1. Anna is making a sculpture in the shape of a triangular prism. The triangular bases have sides of length 10 m, 10 m , and 12 m and height of 8 m. She wants to coat the sculpture in a special finish that will preserve it longer. If the sculpture is 5 m thick, what is the total area she will have to cover with the finish ?
48 m
96 m
256 m
480 m
@mathhelper great job solving in but the answer is 256 so you might want to relook your work.
To find the total surface area of the sculpture, we need to consider the area of the two triangular bases and the area of the three rectangular faces.
The area of one triangular base can be calculated using the formula for the area of a triangle:
Area of a triangle = (base * height) / 2
Given that the sides of the triangle are 10 m, 10 m, and 12 m, and the height is 8 m, we can calculate:
Area of one triangular base = (10 * 8) / 2 = 40 m²
Since there are two triangular bases, the total area of the triangular bases is:
Total area of triangular bases = 2 * 40 m² = 80 m²
Next, we need to calculate the area of the three rectangular faces. Since the sculpture is 5 m thick, each rectangular face has a length equal to the perimeter of the triangle and a width of 5 m.

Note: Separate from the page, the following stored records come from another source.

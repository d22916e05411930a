// SPDX-License-Identifier: MIT OR Apache-2.0
//! Idempotency marks for pipeline stages.
//!
//! Key strategy: `content_source_id|stage`. A key marked processed must
//! never be re-executed. The contract is check-then-mark with at most one
//! winner; the in-memory implementation serves a single process, production
//! deployments swap in a durable key-value store with the same semantics.

use async_trait::async_trait;
use std::collections::HashSet;
use std::sync::Mutex;
use voy_error::VoyError;

/// Build the idempotency key for a content source and stage.
pub fn idempotency_key(content_source_id: &str, stage: &str) -> String {
    format!("{content_source_id}|{stage}")
}

/// A set of processed stage keys shared by all workers of a process.
#[async_trait]
pub trait IdempotencyStore: Send + Sync {
    /// Whether this key has already been successfully processed.
    async fn already_processed(&self, key: &str) -> Result<bool, VoyError>;

    /// Mark a key processed. Returns `true` when this call was the winner,
    /// `false` when the key was already marked.
    async fn mark_processed(&self, key: &str) -> Result<bool, VoyError>;
}

/// In-memory idempotency set.
#[derive(Debug, Default)]
pub struct InMemoryIdempotencyStore {
    processed: Mutex<HashSet<String>>,
}

impl InMemoryIdempotencyStore {
    /// New empty store.
    pub fn new() -> Self {
        Self::default()
    }

    /// Drop all marks.
    pub fn clear(&self) {
        self.processed
            .lock()
            .expect("idempotency lock poisoned")
            .clear();
    }
}

#[async_trait]
impl IdempotencyStore for InMemoryIdempotencyStore {
    async fn already_processed(&self, key: &str) -> Result<bool, VoyError> {
        Ok(self
            .processed
            .lock()
            .expect("idempotency lock poisoned")
            .contains(key))
    }

    async fn mark_processed(&self, key: &str) -> Result<bool, VoyError> {
        Ok(self
            .processed
            .lock()
            .expect("idempotency lock poisoned")
            .insert(key.to_string()))
    }
}

#[cfg(test)]
mod tests {
    use super::*;

    #[test]
    fn key_shape() {
        assert_eq!(idempotency_key("youtube:v1", "transcript"), "youtube:v1|transcript");
        assert_eq!(idempotency_key("products:b1", "chunks"), "products:b1|chunks");
    }

    #[tokio::test]
    async fn check_then_mark() {
        let store = InMemoryIdempotencyStore::new();
        assert!(!store.already_processed("k").await.unwrap());
        assert!(store.mark_processed("k").await.unwrap());
        assert!(store.already_processed("k").await.unwrap());
    }

    #[tokio::test]
    async fn second_mark_loses() {
        let store = InMemoryIdempotencyStore::new();
        assert!(store.mark_processed("k").await.unwrap());
        assert!(!store.mark_processed("k").await.unwrap());
    }

    #[tokio::test]
    async fn clear_resets() {
        let store = InMemoryIdempotencyStore::new();
        store.mark_processed("k").await.unwrap();
        store.clear();
        assert!(!store.already_processed("k").await.unwrap());
    }
}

The perimeter of a triangle can be calculated by adding the lengths of its sides:
Perimeter of the triangle = 10 m + 10 m + 12 m = 32 m
Therefore, the area of each rectangular face is:
Area of a rectangular face = length * width = 32 m * 5 m = 160 m²
Since there are three rectangular faces, the total area of the rectangular faces is:
Total area of rectangular faces = 3 * 160 m² = 480 m²
Finally, to find the total area she will have to cover with the finish, we sum the areas of the triangular bases and the rectangular faces:
Total area = Total area of triangular bases + Total area of rectangular faces
Total area = 80 m² + 480 m² = 560 m²
Therefore, Anna will have to cover a total area of 560 m² with the special finish.
To find the total area that Anna will have to cover with the special finish, we need to calculate the surface area of the triangular prism.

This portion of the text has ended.